One-man black metal band Blackbraid is the project of Sgah’gahsowáh, who is of Native American descent and continues to bring that lore to the band’s second album Blackbraid II. It’s a sprawling experience that leads the listener to grandiose soundscapes that are matched by the extreme shifts in the band’s sound throughout the album.
“Autumnal Hearts Ablaze” serves as a mere opener before the chaos of “The Spirit Returns” takes you to new heights. Chugging riffs are balanced with tremolo picked ones and Sgah’gahsowáh’s shrieks hit that much harder within the context of the longer form songs which range from four and a half minutes to epics that are over 10 minutes long.
Tales of wolves, moons, and spirits go a long way to introduce listeners to the historical and metaphysical experience of indigenous Americans. “The Wolf That Guides the Hunter’s Hand” is Sgah’gahsowáh’s first long form song and one that makes an immediate impact with high and lows; paradigm shifts aplenty allowing for Blackbraid to fully flesh out its sound.
The two instrumental tracks serve the purpose of transitioning into a different celestial plane, as if to sit fireside and await the next day. “Moss Covered Bones On The Altar Of The Moon” is the album’s longest track, making it to nearly 14 minutes before it’s through. After a relatively innocuous start, things get taken to another level with a beautiful melody that rides the initial wave of the riff that helps to give this piece life. Flutes off in the distance give even more depth to this ever-expansive movement.
Following that up is “A Song of Death on Winds of Dawn,” acting as a time shift forward from the sort of sacrificial practice that took place on the prior track, reflecting the demise of a soul the morning after the deed was inevitably done. A substantially quieter section of the song might be allowing for the soul to reach paradise with more of the flutes coming in to signify the passing, before the band launches headlong into a drum and guitar fueled finale marking the end of the 1-2 punch of his longest tracks to date.

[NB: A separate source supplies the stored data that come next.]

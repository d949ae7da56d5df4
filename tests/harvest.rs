//! End-to-end harvest tests
//!
//! Drives the engine with the built-in direct listing scraper against a local
//! fixture site, then checks persistence, cascade deletes and scheduling.

use std::collections::HashMap;
use std::sync::Arc;

use axum::extract::Query;
use axum::routing::get;
use axum::Router;
use tempfile::{tempdir, TempDir};

use leadharvest::engine::HarvestEngine;
use leadharvest::models::{
    LeadQuery, NewSourceConfig, PaginationType, RunStatus, SchedulePolicy, ScheduledJob,
};
use leadharvest::repository::DbContext;
use leadharvest::scheduler::Scheduler;
use leadharvest::scrapers::{ScraperRegistry, ScraperSettings};

const PAGES: u32 = 3;
const PER_PAGE: u32 = 4;

fn listing_page(page: u32) -> String {
    let mut html = String::from("<html><body><div class=\"results\">");
    for i in 0..PER_PAGE {
        html.push_str(&format!(
            r#"<div class="listing">
                 <h2 class="name">Shop {page}-{i}</h2>
                 <span class="city">Austin</span>
                 <span class="phone">(512) 555-{page}{i:03}</span>
               </div>"#
        ));
    }
    // One listing per page has no contact details at all.
    html.push_str(r#"<div class="listing"><h2 class="name">Ghost Co</h2></div>"#);
    if page < PAGES {
        html.push_str(&format!(
            r#"<a class="next" href="/directory?page={}">Next</a>"#,
            page + 1
        ));
    }
    html.push_str("</div></body></html>");
    html
}

async fn serve_directory() -> String {
    let router = Router::new().route(
        "/directory",
        get(|Query(q): Query<HashMap<String, String>>| async move {
            let page: u32 = q.get("page").and_then(|p| p.parse().ok()).unwrap_or(1);
            if page > PAGES {
                return "<html><body></body></html>".to_string();
            }
            listing_page(page)
        }),
    );
    let listener = tokio::net::TcpListener::bind("127.0.0.1:0").await.unwrap();
    let addr = listener.local_addr().unwrap();
    tokio::spawn(async move {
        axum::serve(listener, router).await.unwrap();
    });
    format!("http://{}/directory", addr)
}

struct Harness {
    _dir: TempDir,
    engine: HarvestEngine,
    source_id: i64,
}

async fn harness() -> Harness {
    let dir = tempdir().unwrap();
    let db = DbContext::new(&dir.path().join("harvest.db"));
    db.init_schema().await.unwrap();

    let base = serve_directory().await;
    let source = NewSourceConfig::new("Fixture Directory", "direct_listing", &base)
        .with_pagination(PaginationType::ClickNext)
        .with_selector("business_name", ".name")
        .with_selector("city", ".city")
        .with_selector("phone", ".phone")
        .with_selector("next_page", "a.next")
        .with_delay(0.0);
    let source_id = db.sources().add(&source).await.unwrap();

    let registry = ScraperRegistry::with_defaults(ScraperSettings::without_pauses());
    Harness {
        _dir: dir,
        engine: HarvestEngine::new(db, registry).with_buffer_size(5),
        source_id,
    }
}

#[tokio::test]
async fn test_harvest_follows_pages_and_skips_contactless_listings() {
    let h = harness().await;

    let result = h.engine.run(h.source_id, None).await;
    assert!(result.success, "{:?}", result.errors);
    assert_eq!(result.leads_scraped, (PAGES * PER_PAGE) as usize);
    assert_eq!(result.leads_saved, (PAGES * PER_PAGE) as usize);
    assert_eq!(result.skipped, PAGES as usize);
    assert!(result
        .errors
        .iter()
        .all(|e| e == "Invalid lead skipped: Ghost Co (no contact details)"));

    let leads = h
        .engine
        .db()
        .leads()
        .query(&LeadQuery {
            source_id: Some(h.source_id),
            ..LeadQuery::default()
        })
        .await
        .unwrap();
    assert_eq!(leads.len(), (PAGES * PER_PAGE) as usize);
    assert!(leads.iter().all(|l| l.city.as_deref() == Some("Austin")));
    assert!(leads.iter().all(|l| (0..=100).contains(&l.score)));
}

#[tokio::test]
async fn test_second_harvest_only_finds_duplicates() {
    let h = harness().await;
    assert!(h.engine.run(h.source_id, None).await.success);

    let again = h.engine.run(h.source_id, None).await;
    assert!(again.success);
    assert_eq!(again.leads_saved, 0);
    assert_eq!(again.duplicates, (PAGES * PER_PAGE) as usize);

    let logs = h.engine.db().logs().recent(10, Some(h.source_id)).await.unwrap();
    assert_eq!(logs.len(), 2);
    assert!(logs.iter().all(|l| l.status == RunStatus::Success));
    // Most recent first.
    assert_eq!(logs[0].leads_scraped, 0);
    assert_eq!(logs[1].leads_scraped, (PAGES * PER_PAGE) as i64);
}

#[tokio::test]
async fn test_max_leads_bounds_every_run() {
    for cap in [0usize, 1, 3, 5, 9] {
        let h = harness().await;
        let result = h.engine.run(h.source_id, Some(cap)).await;
        assert!(result.success);
        assert!(result.leads_scraped <= cap, "cap {} gave {}", cap, result.leads_scraped);
        assert_eq!(
            h.engine.db().leads().count(Some(h.source_id)).await.unwrap(),
            result.leads_saved as i64
        );
    }
}

#[tokio::test]
async fn test_unreachable_site_yields_empty_successful_run() {
    let dir = tempdir().unwrap();
    let db = DbContext::new(&dir.path().join("harvest.db"));
    db.init_schema().await.unwrap();

    // Bind then drop to get a port nothing listens on.
    let listener = tokio::net::TcpListener::bind("127.0.0.1:0").await.unwrap();
    let addr = listener.local_addr().unwrap();
    drop(listener);

    let source = NewSourceConfig::new("Offline", "direct_listing", &format!("http://{}/", addr))
        .with_selector("business_name", ".name")
        .with_delay(0.0);
    let source_id = db.sources().add(&source).await.unwrap();

    let settings = ScraperSettings {
        max_attempts: 1,
        request_timeout_secs: 2,
        ..ScraperSettings::without_pauses()
    };
    let engine = HarvestEngine::new(db, ScraperRegistry::with_defaults(settings));
    let result = engine.run(source_id, None).await;
    assert!(result.success);
    assert_eq!(result.leads_saved, 0);
}

#[tokio::test]
async fn test_deleting_source_removes_leads_logs_and_jobs() {
    let h = harness().await;
    let db = h.engine.db().clone();
    assert!(h.engine.run(h.source_id, Some(3)).await.success);
    db.jobs()
        .save(&ScheduledJob::new(
            h.source_id,
            SchedulePolicy::daily("06:30").unwrap(),
            None,
        ))
        .await
        .unwrap();

    let keep = db
        .sources()
        .add(&NewSourceConfig::new("Other", "direct_listing", "https://other.test").disabled())
        .await
        .unwrap();
    db.jobs()
        .save(&ScheduledJob::new(keep, SchedulePolicy::every_hours(4).unwrap(), None))
        .await
        .unwrap();

    assert!(db.sources().delete(h.source_id).await.unwrap());
    assert!(db.sources().get(h.source_id).await.unwrap().is_none());
    assert_eq!(db.leads().count(Some(h.source_id)).await.unwrap(), 0);
    assert!(db.logs().recent(10, Some(h.source_id)).await.unwrap().is_empty());
    assert!(db.jobs().for_source(h.source_id).await.unwrap().is_empty());
    assert_eq!(db.jobs().for_source(keep).await.unwrap().len(), 1);

    // A run against the deleted id leaves no trace.
    let result = h.engine.run(h.source_id, None).await;
    assert!(!result.success);
    assert!(db.logs().recent(10, None).await.unwrap().is_empty());
}

#[tokio::test]
async fn test_scheduled_jobs_survive_restart() {
    let h = harness().await;
    let engine = Arc::new(h.engine.clone());

    let first = Scheduler::new(engine.clone());
    let daily = first.add_daily(h.source_id, "09:00", Some(10)).await.unwrap();
    let weekly = first
        .add_weekly(h.source_id, "friday", "17:30", None)
        .await
        .unwrap();
    assert_ne!(daily, weekly);
    // Same policy again replaces the stored job.
    assert_eq!(first.add_daily(h.source_id, "09:00", None).await.unwrap(), daily);
    drop(first);

    let second = Scheduler::new(engine);
    assert_eq!(second.restore().await.unwrap(), 2);
    let jobs = second.jobs_for_source(h.source_id).await;
    assert_eq!(jobs.len(), 2);
    assert!(jobs.iter().all(|j| j.next_run.is_some()));
    let daily_job = jobs.iter().find(|j| j.job.job_id == daily).unwrap();
    assert_eq!(daily_job.job.max_leads, None);

    assert!(second.remove_job(&weekly).await.unwrap());
    assert_eq!(h.engine.db().jobs().for_source(h.source_id).await.unwrap().len(), 1);
}

#[tokio::test]
async fn test_stats_reflect_harvests() {
    let h = harness().await;
    h.engine.run(h.source_id, Some(4)).await;

    let stats = h.engine.get_stats().await.unwrap();
    assert_eq!(stats.total_sources, 1);
    assert_eq!(stats.enabled_sources, 1);
    assert_eq!(stats.total_leads, 4);
    let summary = &stats.sources[0];
    assert_eq!(summary.runs.total_runs, 1);
    assert_eq!(summary.runs.successful, 1);
    assert_eq!(summary.leads, 4);
}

It would be hard to say much more without giving away some more of the greatest parts of Blackbraid II with the excellent stories to be told, atmosphere nearly without equal and perhaps one of the single most important American black metal albums since Panopticon’s Kentucky. This album is an absolute experience and offering to the gods, not just on this continent but even to the genre’s forebearers, with a cover of Bathory’s “A Fine Day To Die” to close things out.
Sgah’gahsowáh has outdone himself and is forging a new path forward for black metal in 2023, one that will likely continue to set him apart from his contemporaries and become one of the biggest new faces in the genre for years to come.
(released July 7, 2023)
Blackbraid II is certainly going to be at or near the top for me when the end of the year comes around.